[THE DATA]:

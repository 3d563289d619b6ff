//! Yen-style k-shortest-path enumeration filtered by homotopy class.
//!
//! Alternates are generated by spurring off every prefix of the most
//! recently accepted path with the already-used continuations severed,
//! then accepted in cost order provided their H-signature differs from
//! every accepted path's signature by more than the class threshold. The
//! result is one minimum-cost representative per topology class.

use std::cmp::Ordering;

use log::{debug, warn};
use num_complex::Complex64;

use crate::graph::{VoronoiGraph, TOMBSTONE};
use crate::homotopy::ObstacleField;
use crate::planning::astar;
use crate::types::PixelPoint;

/// Signatures with a magnitude below this are compared by absolute
/// difference instead of the relative threshold.
const MAGNITUDE_EPSILON: f64 = 1e-9;

/// Enumerate up to `num_paths` topologically distinct paths, starting from
/// the A* seed path.
///
/// Tombstoning happens on a private copy of the adjacency, so the shared
/// graph is never mutated and carries no tombstones afterwards. Candidates
/// whose vertices pass within a pixel of an obstacle centroid are
/// discarded (their signature is numerically meaningless).
pub fn k_shortest_paths(
    graph: &VoronoiGraph,
    seed: Vec<usize>,
    goal: usize,
    num_paths: usize,
    obstacles: &ObstacleField,
    h_class_threshold: f64,
) -> Vec<Vec<usize>> {
    let mut accepted = vec![seed];
    if num_paths <= 1 {
        return accepted;
    }

    let mut signatures: Vec<Complex64> = Vec::new();
    let mut candidates: Vec<(f64, Vec<usize>)> = Vec::new();
    let mut working: Vec<Vec<i32>> = graph.adjacency().to_vec();

    while accepted.len() < num_paths {
        let latest = accepted[accepted.len() - 1].clone();
        match obstacles.signature(&node_points(graph, &latest)) {
            Ok(h) => signatures.push(h),
            Err(e) => {
                warn!("homotopy registry unavailable for accepted path: {}", e);
                break;
            }
        }

        for spur_index in 0..latest.len().saturating_sub(1) {
            let spur = latest[spur_index];
            let root = &latest[..=spur_index];
            let mut touched: Vec<usize> = Vec::new();

            // Sever every continuation of this root already taken by an
            // accepted path.
            for path in &accepted {
                if path.len() > spur_index + 1 && path[..=spur_index] == *root {
                    let next = path[spur_index + 1];
                    tombstone_edge(&mut working, &mut touched, spur, next);
                    tombstone_edge(&mut working, &mut touched, next, spur);
                }
            }

            // Detach the interior of the root so the spur search cannot
            // loop back through it.
            for &node in &root[..spur_index] {
                for slot in 0..working[node].len() {
                    let other = working[node][slot];
                    if other == TOMBSTONE {
                        continue;
                    }
                    working[node][slot] = TOMBSTONE;
                    touched.push(node);
                    tombstone_edge(&mut working, &mut touched, other as usize, node);
                }
            }

            if let Ok((spur_path, _)) = astar::shortest_path(graph.nodes(), &working, spur, goal) {
                let mut candidate = root[..spur_index].to_vec();
                candidate.extend(spur_path);

                let duplicate = accepted.iter().any(|p| *p == candidate)
                    || candidates.iter().any(|(_, p)| *p == candidate);
                if !duplicate {
                    let cost = graph.path_cost(&candidate);
                    candidates.push((cost, candidate));
                }
            }

            for &node in &touched {
                working[node].clone_from(&graph.adjacency()[node]);
            }
        }

        if candidates.is_empty() {
            break;
        }
        candidates.sort_by(|a, b| a.0.partial_cmp(&b.0).unwrap_or(Ordering::Equal));

        // Walk the cost-ordered pool: drop candidates that repeat a known
        // topology class, accept the first genuinely new one.
        let mut chosen: Option<Vec<usize>> = None;
        let mut index = 0;
        while index < candidates.len() {
            match obstacles.signature(&node_points(graph, &candidates[index].1)) {
                Ok(h) => {
                    if signatures
                        .iter()
                        .all(|prev| signatures_distinct(h, *prev, h_class_threshold))
                    {
                        chosen = Some(candidates.remove(index).1);
                        break;
                    }
                    candidates.remove(index);
                }
                Err(e) => {
                    debug!("candidate discarded: {}", e);
                    candidates.remove(index);
                }
            }
        }

        match chosen {
            Some(path) => accepted.push(path),
            None => break,
        }
    }

    accepted
}

fn node_points(graph: &VoronoiGraph, path: &[usize]) -> Vec<PixelPoint> {
    path.iter().map(|&index| graph.node(index)).collect()
}

fn tombstone_edge(adjacency: &mut [Vec<i32>], touched: &mut Vec<usize>, from: usize, to: usize) {
    if let Some(slot) = adjacency[from].iter().position(|&n| n == to as i32) {
        adjacency[from][slot] = TOMBSTONE;
        touched.push(from);
    }
}

fn signatures_distinct(a: Complex64, b: Complex64, threshold: f64) -> bool {
    let magnitude = a.norm();
    let difference = (a - b).norm();
    if magnitude < MAGNITUDE_EPSILON {
        difference > threshold
    } else {
        difference / magnitude > threshold
    }
}

#[cfg(test)]
mod tests {
    use super::*;
    use crate::collision::CollisionChecker;
    use crate::config::PlannerConfig;
    use crate::grid::OccupancyGrid;
    use crate::voronoi::VoronoiEdge;

    /// Diamond roadmap around a single obstacle centroid at (5, 5):
    /// one route above, one short route below, one long route below.
    ///
    ///          a (5,9)
    ///   s (0,5)         g (10,5)
    ///          b (5,2)
    ///          c (5,0)
    fn create_test_graph() -> (OccupancyGrid, VoronoiGraph, ObstacleField) {
        let grid = OccupancyGrid::new("map", 1.0, 12, 12, vec![0i16; 144]).unwrap();
        let config = PlannerConfig::default();
        let checker = CollisionChecker::new(&grid, &config);

        let edge = |ax: f64, ay: f64, bx: f64, by: f64| VoronoiEdge {
            start: PixelPoint::new(ax, ay),
            end: PixelPoint::new(bx, by),
        };
        let edges = vec![
            edge(0.0, 5.0, 5.0, 9.0),
            edge(5.0, 9.0, 10.0, 5.0),
            edge(0.0, 5.0, 5.0, 2.0),
            edge(5.0, 2.0, 10.0, 5.0),
            edge(0.0, 5.0, 5.0, 0.0),
            edge(5.0, 0.0, 10.0, 5.0),
        ];
        let graph = VoronoiGraph::build(edges, &checker, &config);

        let field = ObstacleField::from_centroids(
            vec![Complex64::new(5.0, 5.0)],
            Complex64::new(0.0, 0.0),
            Complex64::new(11.0, 11.0),
        );
        (grid, graph, field)
    }

    fn find_node(graph: &VoronoiGraph, x: f64, y: f64) -> usize {
        graph
            .nodes()
            .iter()
            .position(|n| (n.x - x).abs() < 1e-9 && (n.y - y).abs() < 1e-9)
            .unwrap()
    }

    #[test]
    fn test_second_path_crosses_to_other_side() {
        let (_grid, graph, field) = create_test_graph();
        let start = find_node(&graph, 0.0, 5.0);
        let goal = find_node(&graph, 10.0, 5.0);

        let (seed, _) = astar::shortest_path(graph.nodes(), graph.adjacency(), start, goal).unwrap();
        // Shortest route runs below, through (5, 2)
        assert!(seed.contains(&find_node(&graph, 5.0, 2.0)));

        let paths = k_shortest_paths(&graph, seed, goal, 2, &field, 0.2);
        assert_eq!(paths.len(), 2);
        // The alternate must wind the other way, through (5, 9); the long
        // below route repeats the seed's class and is filtered out.
        assert!(paths[1].contains(&find_node(&graph, 5.0, 9.0)));
    }

    #[test]
    fn test_exhausted_classes_stop_enumeration() {
        let (_grid, graph, field) = create_test_graph();
        let start = find_node(&graph, 0.0, 5.0);
        let goal = find_node(&graph, 10.0, 5.0);

        let (seed, _) = astar::shortest_path(graph.nodes(), graph.adjacency(), start, goal).unwrap();
        let paths = k_shortest_paths(&graph, seed, goal, 5, &field, 0.2);

        // Only two homotopy classes exist; the request for five is met with
        // two and no error.
        assert_eq!(paths.len(), 2);
        for (i, a) in paths.iter().enumerate() {
            for b in paths.iter().skip(i + 1) {
                assert_ne!(a, b);
            }
        }
    }

    #[test]
    fn test_costs_are_non_decreasing() {
        let (_grid, graph, field) = create_test_graph();
        let start = find_node(&graph, 0.0, 5.0);
        let goal = find_node(&graph, 10.0, 5.0);

        let (seed, _) = astar::shortest_path(graph.nodes(), graph.adjacency(), start, goal).unwrap();
        let paths = k_shortest_paths(&graph, seed, goal, 2, &field, 0.2);

        let costs: Vec<f64> = paths.iter().map(|p| graph.path_cost(p)).collect();
        for pair in costs.windows(2) {
            assert!(pair[0] <= pair[1] + 1e-9);
        }
    }

    #[test]
    fn test_graph_is_left_unmodified() {
        let (_grid, graph, field) = create_test_graph();
        let start = find_node(&graph, 0.0, 5.0);
        let goal = find_node(&graph, 10.0, 5.0);
        let before: Vec<Vec<i32>> = graph.adjacency().to_vec();

        let (seed, _) = astar::shortest_path(graph.nodes(), graph.adjacency(), start, goal).unwrap();
        let _ = k_shortest_paths(&graph, seed, goal, 3, &field, 0.2);

        assert_eq!(graph.adjacency(), &before[..]);
        assert!(graph
            .adjacency()
            .iter()
            .all(|neighbors| neighbors.iter().all(|&n| n != TOMBSTONE)));
    }

    #[test]
    fn test_seed_touching_centroid_aborts_alternates() {
        let (_grid, graph, _) = create_test_graph();
        let start = find_node(&graph, 0.0, 5.0);
        let goal = find_node(&graph, 10.0, 5.0);

        // Centroid within a pixel of the lower route's waypoint (5, 2)
        let field = ObstacleField::from_centroids(
            vec![Complex64::new(5.0, 2.5)],
            Complex64::new(0.0, 0.0),
            Complex64::new(11.0, 11.0),
        );

        let (seed, _) = astar::shortest_path(graph.nodes(), graph.adjacency(), start, goal).unwrap();
        let paths = k_shortest_paths(&graph, seed.clone(), goal, 3, &field, 0.2);
        assert_eq!(paths, vec![seed]);
    }

    #[test]
    fn test_distinctness_falls_back_to_absolute_difference() {
        let near_zero = Complex64::new(0.0, 0.0);
        assert!(!signatures_distinct(near_zero, near_zero, 0.2));
        assert!(signatures_distinct(
            near_zero,
            Complex64::new(0.5, 0.0),
            0.2
        ));
    }
}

[INSTRUCTIONS FOR THE TASK]: Beginning with the very first line of the records above, please retype each line through the one that has "use crate::planning::astar;", and add nothing.

[SOLUTION TO THIS TASK]:
repository 3d563289d619b6ff
//! Yen-style k-shortest-path enumeration filtered by homotopy class.
//!
//! Alternates are generated by spurring off every prefix of the most
//! recently accepted path with the already-used continuations severed,
//! then accepted in cost order provided their H-signature differs from
//! every accepted path's signature by more than the class threshold. The
//! result is one minimum-cost representative per topology class.

use std::cmp::Ordering;

use log::{debug, warn};
use num_complex::Complex64;

use crate::graph::{VoronoiGraph, TOMBSTONE};
use crate::homotopy::ObstacleField;
use crate::planning::astar;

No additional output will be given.